WHAT THE EXERCISE ASKS
Search the records for the string "ImageTags". Copy each line where it occurs.

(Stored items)
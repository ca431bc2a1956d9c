//! Image tag generation
//!
//! Every build is tagged `<org>/<name>:<hash10>-<YYYY-MM-DD>` plus a local
//! `<org>/<name>:latest` alias that dependent Dockerfiles can refer to.

use crate::error::{BuildError, BuildResult};
use chrono::{DateTime, NaiveDate, Utc};

/// Number of commit hash characters kept in a tag suffix
pub const COMMIT_PREFIX_LEN: usize = 10;

/// Source of the current time
pub trait Clock: Send + Sync {
    fn now(&self) -> DateTime<Utc>;
}

/// Wall clock
#[derive(Debug, Default, Clone, Copy)]
pub struct SystemClock;

impl Clock for SystemClock {
    fn now(&self) -> DateTime<Utc> {
        Utc::now()
    }
}

/// Clock pinned to one instant
#[derive(Debug, Clone, Copy)]
pub struct FixedClock(pub DateTime<Utc>);

impl Clock for FixedClock {
    fn now(&self) -> DateTime<Utc> {
        self.0
    }
}

/// Build the `<hash10>-<YYYY-MM-DD>` suffix
pub fn tag_suffix(commit_hash: &str, date: NaiveDate) -> String {
    let prefix: String = commit_hash.chars().take(COMMIT_PREFIX_LEN).collect();
    format!("{}-{}", prefix, date.format("%Y-%m-%d"))
}

/// Tags produced for one image build
#[derive(Debug, Clone, PartialEq, Eq)]
pub struct ImageTags {
    /// `<org>/<name>`
    pub repository: String,
    /// Suffix part of the named tag
    pub suffix: String,
}

impl ImageTags {
    pub fn new(organization: &str, image_name: &str, suffix: impl Into<String>) -> Self {
        Self {
            repository: format!("{}/{}", organization, image_name),
            suffix: suffix.into(),
        }
    }

    /// `<org>/<name>:<suffix>`, the tag that gets tracked and published
    pub fn named(&self) -> String {
        format!("{}:{}", self.repository, self.suffix)
    }

    /// `<org>/<name>:latest`, local only
    pub fn latest(&self) -> String {
        format!("{}:latest", self.repository)
    }

    /// Minimal images pull their upstream layers on build
    pub fn is_minimal(&self) -> bool {
        self.repository.contains("minimal")
    }
}

/// Split an image reference into repository and tag
///
/// # Examples
/// - `gigantum/python3-minimal:abc-2024-01-01` -> `("gigantum/python3-minimal", "abc-2024-01-01")`
/// - `gigantum/python3-minimal` -> `("gigantum/python3-minimal", "latest")`
/// - `localhost:5000/app` -> `("localhost:5000/app", "latest")`
/// - `org/x:123` -> `("org/x", "123")`
pub fn split_image_tag(image: &str) -> (String, String) {
    if let Some(pos) = image.rfind(':') {
        let tag = &image[pos + 1..];
        // A colon before the last `/` is the registry port
        if !tag.contains('/') {
            return (image[..pos].to_string(), tag.to_string());
        }
    }

    (image.to_string(), "latest".to_string())
}

/// Check a tag against Docker's rules: 1-128 chars of `[A-Za-z0-9_.-]`,
/// not starting with `.` or `-`
pub fn validate_tag(tag: &str) -> BuildResult<()> {
    if tag.is_empty() {
        return Err(BuildError::InvalidTag {
            tag: "(empty)".to_string(),
        });
    }

    if tag.len() > 128 {
        return Err(BuildError::InvalidTag {
            tag: format!("Tag too long ({} characters, max 128)", tag.len()),
        });
    }

    if tag.starts_with('.') || tag.starts_with('-') {
        return Err(BuildError::InvalidTag {
            tag: tag.to_string(),
        });
    }

    if let Some(c) = tag
        .chars()
        .find(|c| !c.is_ascii_alphanumeric() && !matches!(c, '.' | '-' | '_'))
    {
        return Err(BuildError::InvalidTag {
            tag: format!("Invalid character '{}' in tag: {}", c, tag),
        });
    }

    Ok(())
}

#[cfg(test)]
mod tests {
    use super::*;
    use chrono::TimeZone;

    #[test]
    fn test_tag_suffix_is_deterministic() {
        let date = NaiveDate::from_ymd_opt(2024, 1, 1).unwrap();
        let hash = "0123456789abcdef0123456789abcdef01234567";

        assert_eq!(tag_suffix(hash, date), "0123456789-2024-01-01");
        assert_eq!(tag_suffix(hash, date), tag_suffix(hash, date));
    }

    #[test]
    fn test_tag_suffix_short_hash() {
        let date = NaiveDate::from_ymd_opt(2023, 12, 5).unwrap();
        assert_eq!(tag_suffix("abc", date), "abc-2023-12-05");
    }

    #[test]
    fn test_fixed_clock() {
        let at = Utc.with_ymd_and_hms(2024, 2, 29, 23, 59, 0).unwrap();
        let clock = FixedClock(at);
        assert_eq!(clock.now(), at);
        assert_eq!(
            tag_suffix("ffffffffffff", clock.now().date_naive()),
            "ffffffffff-2024-02-29"
        );
    }

    #[test]
    fn test_image_tags() {
        let tags = ImageTags::new("gigantum", "python3-minimal", "abc-2024-01-01");
        assert_eq!(tags.named(), "gigantum/python3-minimal:abc-2024-01-01");
        assert_eq!(tags.latest(), "gigantum/python3-minimal:latest");
        assert!(tags.is_minimal());

        let tags = ImageTags::new("gigantum", "r-tidyverse", "abc-2024-01-01");
        assert!(!tags.is_minimal());
    }

    #[test]
    fn test_split_image_tag() {
        assert_eq!(
            split_image_tag("org/x:abc-2024-01-01"),
            ("org/x".to_string(), "abc-2024-01-01".to_string())
        );
        assert_eq!(
            split_image_tag("org/x"),
            ("org/x".to_string(), "latest".to_string())
        );
        assert_eq!(
            split_image_tag("localhost:5000/org/x"),
            ("localhost:5000/org/x".to_string(), "latest".to_string())
        );
        assert_eq!(
            split_image_tag("localhost:5000/org/x:dev"),
            ("localhost:5000/org/x".to_string(), "dev".to_string())
        );
    }

    #[test]
    fn test_split_image_tag_numeric_tag() {
        assert_eq!(
            split_image_tag("org/x:123"),
            ("org/x".to_string(), "123".to_string())
        );
        assert_eq!(
            split_image_tag("localhost:5000/org/x:20240101"),
            ("localhost:5000/org/x".to_string(), "20240101".to_string())
        );
    }

    #[test]
    fn test_validate_tag() {
        assert!(validate_tag("0123456789-2024-01-01").is_ok());
        assert!(validate_tag("latest").is_ok());
        assert!(validate_tag("").is_err());
        assert!(validate_tag("-dash").is_err());
        assert!(validate_tag(".dot").is_err());
        assert!(validate_tag("has space").is_err());
        assert!(validate_tag(&"a".repeat(129)).is_err());
        assert!(validate_tag(&"a".repeat(128)).is_ok());
    }
}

EXERCISE OUTPUT
pub struct ImageTags {
impl ImageTags {
        let tags = ImageTags::new("gigantum", "python3-minimal", "abc-2024-01-01");
        let tags = ImageTags::new("gigantum", "r-tidyverse", "abc-2024-01-01");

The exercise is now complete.